▶ [What you will do]
Starting at the first line of the listing below and ending at the line with "const BOUNDARY: &str", copy each line exactly.

▶ [Listed records]
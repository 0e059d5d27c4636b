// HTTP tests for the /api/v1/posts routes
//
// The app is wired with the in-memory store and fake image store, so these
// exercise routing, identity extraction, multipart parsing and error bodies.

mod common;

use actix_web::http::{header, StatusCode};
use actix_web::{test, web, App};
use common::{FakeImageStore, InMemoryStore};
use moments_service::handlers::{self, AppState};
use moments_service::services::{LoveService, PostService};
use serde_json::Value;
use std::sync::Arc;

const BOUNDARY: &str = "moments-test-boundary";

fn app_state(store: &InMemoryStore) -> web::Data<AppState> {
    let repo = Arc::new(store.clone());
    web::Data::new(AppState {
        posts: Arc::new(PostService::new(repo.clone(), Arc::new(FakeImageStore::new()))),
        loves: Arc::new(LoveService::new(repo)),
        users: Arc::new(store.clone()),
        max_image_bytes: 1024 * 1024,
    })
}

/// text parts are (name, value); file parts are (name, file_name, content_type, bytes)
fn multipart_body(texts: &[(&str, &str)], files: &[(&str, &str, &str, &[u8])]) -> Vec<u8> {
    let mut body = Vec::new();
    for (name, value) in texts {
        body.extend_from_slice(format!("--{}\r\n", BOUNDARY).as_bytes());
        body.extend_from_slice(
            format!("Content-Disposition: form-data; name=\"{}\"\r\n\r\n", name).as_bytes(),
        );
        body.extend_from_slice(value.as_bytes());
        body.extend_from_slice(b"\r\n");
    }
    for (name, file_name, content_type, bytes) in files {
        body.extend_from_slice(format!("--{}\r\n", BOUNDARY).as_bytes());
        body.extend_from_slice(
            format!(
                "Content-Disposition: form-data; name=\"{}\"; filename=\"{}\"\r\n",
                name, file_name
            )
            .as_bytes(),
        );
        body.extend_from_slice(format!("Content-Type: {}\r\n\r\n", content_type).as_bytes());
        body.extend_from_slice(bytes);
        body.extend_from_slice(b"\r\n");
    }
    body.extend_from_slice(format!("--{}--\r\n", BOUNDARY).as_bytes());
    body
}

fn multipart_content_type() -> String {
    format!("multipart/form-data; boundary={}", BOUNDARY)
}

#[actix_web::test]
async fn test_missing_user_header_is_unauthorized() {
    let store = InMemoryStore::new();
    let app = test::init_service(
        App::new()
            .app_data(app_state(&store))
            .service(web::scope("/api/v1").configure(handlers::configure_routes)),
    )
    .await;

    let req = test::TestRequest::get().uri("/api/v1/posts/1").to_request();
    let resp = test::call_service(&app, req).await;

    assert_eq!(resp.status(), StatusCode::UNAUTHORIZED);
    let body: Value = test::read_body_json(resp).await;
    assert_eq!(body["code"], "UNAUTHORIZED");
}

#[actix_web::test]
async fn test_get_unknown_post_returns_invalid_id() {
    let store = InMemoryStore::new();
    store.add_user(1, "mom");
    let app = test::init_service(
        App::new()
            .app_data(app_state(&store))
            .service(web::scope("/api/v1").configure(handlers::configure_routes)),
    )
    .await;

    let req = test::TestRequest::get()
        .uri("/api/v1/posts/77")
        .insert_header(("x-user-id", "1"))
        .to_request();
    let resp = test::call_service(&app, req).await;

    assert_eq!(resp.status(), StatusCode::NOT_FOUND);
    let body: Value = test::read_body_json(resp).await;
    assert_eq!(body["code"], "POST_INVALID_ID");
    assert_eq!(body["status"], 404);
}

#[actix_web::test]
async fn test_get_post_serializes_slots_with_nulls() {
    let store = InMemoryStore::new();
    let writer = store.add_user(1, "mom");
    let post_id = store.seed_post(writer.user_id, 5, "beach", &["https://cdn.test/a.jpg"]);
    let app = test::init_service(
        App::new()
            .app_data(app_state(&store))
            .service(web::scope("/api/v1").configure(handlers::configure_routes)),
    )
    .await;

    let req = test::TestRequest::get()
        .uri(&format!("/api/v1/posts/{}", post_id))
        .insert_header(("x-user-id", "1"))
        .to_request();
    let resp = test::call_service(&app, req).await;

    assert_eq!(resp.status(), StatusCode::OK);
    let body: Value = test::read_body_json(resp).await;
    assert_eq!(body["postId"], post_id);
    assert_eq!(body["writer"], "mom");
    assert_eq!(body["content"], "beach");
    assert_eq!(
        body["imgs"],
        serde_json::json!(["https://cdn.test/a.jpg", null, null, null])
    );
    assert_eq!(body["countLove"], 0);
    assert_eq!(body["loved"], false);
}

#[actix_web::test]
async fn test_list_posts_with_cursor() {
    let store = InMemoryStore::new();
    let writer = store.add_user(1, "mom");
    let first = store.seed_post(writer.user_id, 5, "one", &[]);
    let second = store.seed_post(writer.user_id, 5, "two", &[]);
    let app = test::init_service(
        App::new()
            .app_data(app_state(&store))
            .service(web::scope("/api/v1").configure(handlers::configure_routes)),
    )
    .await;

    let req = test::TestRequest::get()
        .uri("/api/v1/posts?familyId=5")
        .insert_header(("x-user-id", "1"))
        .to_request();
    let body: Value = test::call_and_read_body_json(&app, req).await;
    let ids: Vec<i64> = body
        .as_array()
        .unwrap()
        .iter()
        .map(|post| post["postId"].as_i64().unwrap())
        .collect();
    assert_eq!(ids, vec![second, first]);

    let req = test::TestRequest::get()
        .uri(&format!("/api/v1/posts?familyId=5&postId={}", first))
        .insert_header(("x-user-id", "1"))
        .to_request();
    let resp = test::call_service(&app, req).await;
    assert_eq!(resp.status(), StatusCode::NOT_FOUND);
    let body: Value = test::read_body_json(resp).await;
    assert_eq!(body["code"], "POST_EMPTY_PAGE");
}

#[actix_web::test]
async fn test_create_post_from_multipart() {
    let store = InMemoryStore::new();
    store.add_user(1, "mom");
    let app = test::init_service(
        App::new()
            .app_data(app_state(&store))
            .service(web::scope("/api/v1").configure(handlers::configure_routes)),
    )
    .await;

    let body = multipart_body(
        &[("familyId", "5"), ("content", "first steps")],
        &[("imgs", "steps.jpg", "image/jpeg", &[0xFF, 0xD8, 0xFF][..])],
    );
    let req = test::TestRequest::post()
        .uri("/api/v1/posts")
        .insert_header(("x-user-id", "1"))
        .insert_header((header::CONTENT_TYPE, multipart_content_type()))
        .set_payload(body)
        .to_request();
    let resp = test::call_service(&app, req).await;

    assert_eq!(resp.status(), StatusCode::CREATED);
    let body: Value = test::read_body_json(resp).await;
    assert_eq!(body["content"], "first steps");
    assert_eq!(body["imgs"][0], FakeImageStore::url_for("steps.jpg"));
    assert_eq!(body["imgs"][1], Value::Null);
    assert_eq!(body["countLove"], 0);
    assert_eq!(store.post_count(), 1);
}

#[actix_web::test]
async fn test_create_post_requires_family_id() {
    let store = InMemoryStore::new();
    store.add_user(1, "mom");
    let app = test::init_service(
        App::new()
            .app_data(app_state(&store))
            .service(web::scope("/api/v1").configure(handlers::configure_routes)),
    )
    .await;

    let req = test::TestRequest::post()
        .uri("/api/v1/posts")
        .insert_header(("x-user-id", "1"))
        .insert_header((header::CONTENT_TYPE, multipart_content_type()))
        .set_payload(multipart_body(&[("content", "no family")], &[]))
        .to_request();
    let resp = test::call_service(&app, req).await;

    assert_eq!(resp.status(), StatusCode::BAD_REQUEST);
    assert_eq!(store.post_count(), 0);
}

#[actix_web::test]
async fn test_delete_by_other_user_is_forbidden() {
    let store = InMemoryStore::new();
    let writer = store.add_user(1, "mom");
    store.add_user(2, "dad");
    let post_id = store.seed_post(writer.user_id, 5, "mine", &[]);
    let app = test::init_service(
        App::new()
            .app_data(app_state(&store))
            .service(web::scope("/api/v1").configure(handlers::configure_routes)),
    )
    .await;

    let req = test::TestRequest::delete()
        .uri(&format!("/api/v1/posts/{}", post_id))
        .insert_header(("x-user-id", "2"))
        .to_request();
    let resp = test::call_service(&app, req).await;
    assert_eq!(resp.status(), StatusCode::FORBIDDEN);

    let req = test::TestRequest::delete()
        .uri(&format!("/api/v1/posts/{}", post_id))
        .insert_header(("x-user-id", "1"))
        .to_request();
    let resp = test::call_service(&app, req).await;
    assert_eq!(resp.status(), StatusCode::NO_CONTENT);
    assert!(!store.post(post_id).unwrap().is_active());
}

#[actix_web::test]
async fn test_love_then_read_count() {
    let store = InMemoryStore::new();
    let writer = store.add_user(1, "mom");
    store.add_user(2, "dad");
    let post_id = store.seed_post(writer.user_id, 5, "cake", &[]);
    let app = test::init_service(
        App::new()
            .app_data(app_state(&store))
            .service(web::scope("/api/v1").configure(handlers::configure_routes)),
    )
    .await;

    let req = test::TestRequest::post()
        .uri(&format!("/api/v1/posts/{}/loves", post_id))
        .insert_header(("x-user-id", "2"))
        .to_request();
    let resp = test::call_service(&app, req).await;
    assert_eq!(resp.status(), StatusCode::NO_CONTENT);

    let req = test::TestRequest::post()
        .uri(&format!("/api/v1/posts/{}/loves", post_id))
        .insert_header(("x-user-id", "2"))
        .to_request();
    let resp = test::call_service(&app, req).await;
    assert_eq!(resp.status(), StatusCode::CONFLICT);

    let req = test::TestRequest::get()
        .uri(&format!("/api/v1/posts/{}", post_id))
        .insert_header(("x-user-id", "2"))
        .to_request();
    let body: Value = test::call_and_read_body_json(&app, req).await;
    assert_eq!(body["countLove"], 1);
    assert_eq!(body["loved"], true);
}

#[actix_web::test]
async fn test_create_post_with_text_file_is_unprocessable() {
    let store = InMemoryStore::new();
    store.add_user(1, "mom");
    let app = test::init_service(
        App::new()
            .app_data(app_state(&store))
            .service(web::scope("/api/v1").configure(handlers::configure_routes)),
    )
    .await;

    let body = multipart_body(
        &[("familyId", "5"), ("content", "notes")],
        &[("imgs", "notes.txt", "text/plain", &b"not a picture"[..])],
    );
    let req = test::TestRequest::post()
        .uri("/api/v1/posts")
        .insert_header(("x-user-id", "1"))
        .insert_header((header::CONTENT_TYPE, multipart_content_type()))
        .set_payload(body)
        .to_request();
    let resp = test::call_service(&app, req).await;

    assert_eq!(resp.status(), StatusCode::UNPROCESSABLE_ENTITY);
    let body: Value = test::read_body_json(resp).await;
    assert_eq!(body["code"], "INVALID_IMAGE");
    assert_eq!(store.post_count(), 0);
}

▶ [Output of the exercise]
repository 0e059d5d27c4636b
// HTTP tests for the /api/v1/posts routes
//
// The app is wired with the in-memory store and fake image store, so these
// exercise routing, identity extraction, multipart parsing and error bodies.

mod common;

use actix_web::http::{header, StatusCode};
use actix_web::{test, web, App};
use common::{FakeImageStore, InMemoryStore};
use moments_service::handlers::{self, AppState};
use moments_service::services::{LoveService, PostService};
use serde_json::Value;
use std::sync::Arc;

const BOUNDARY: &str = "moments-test-boundary";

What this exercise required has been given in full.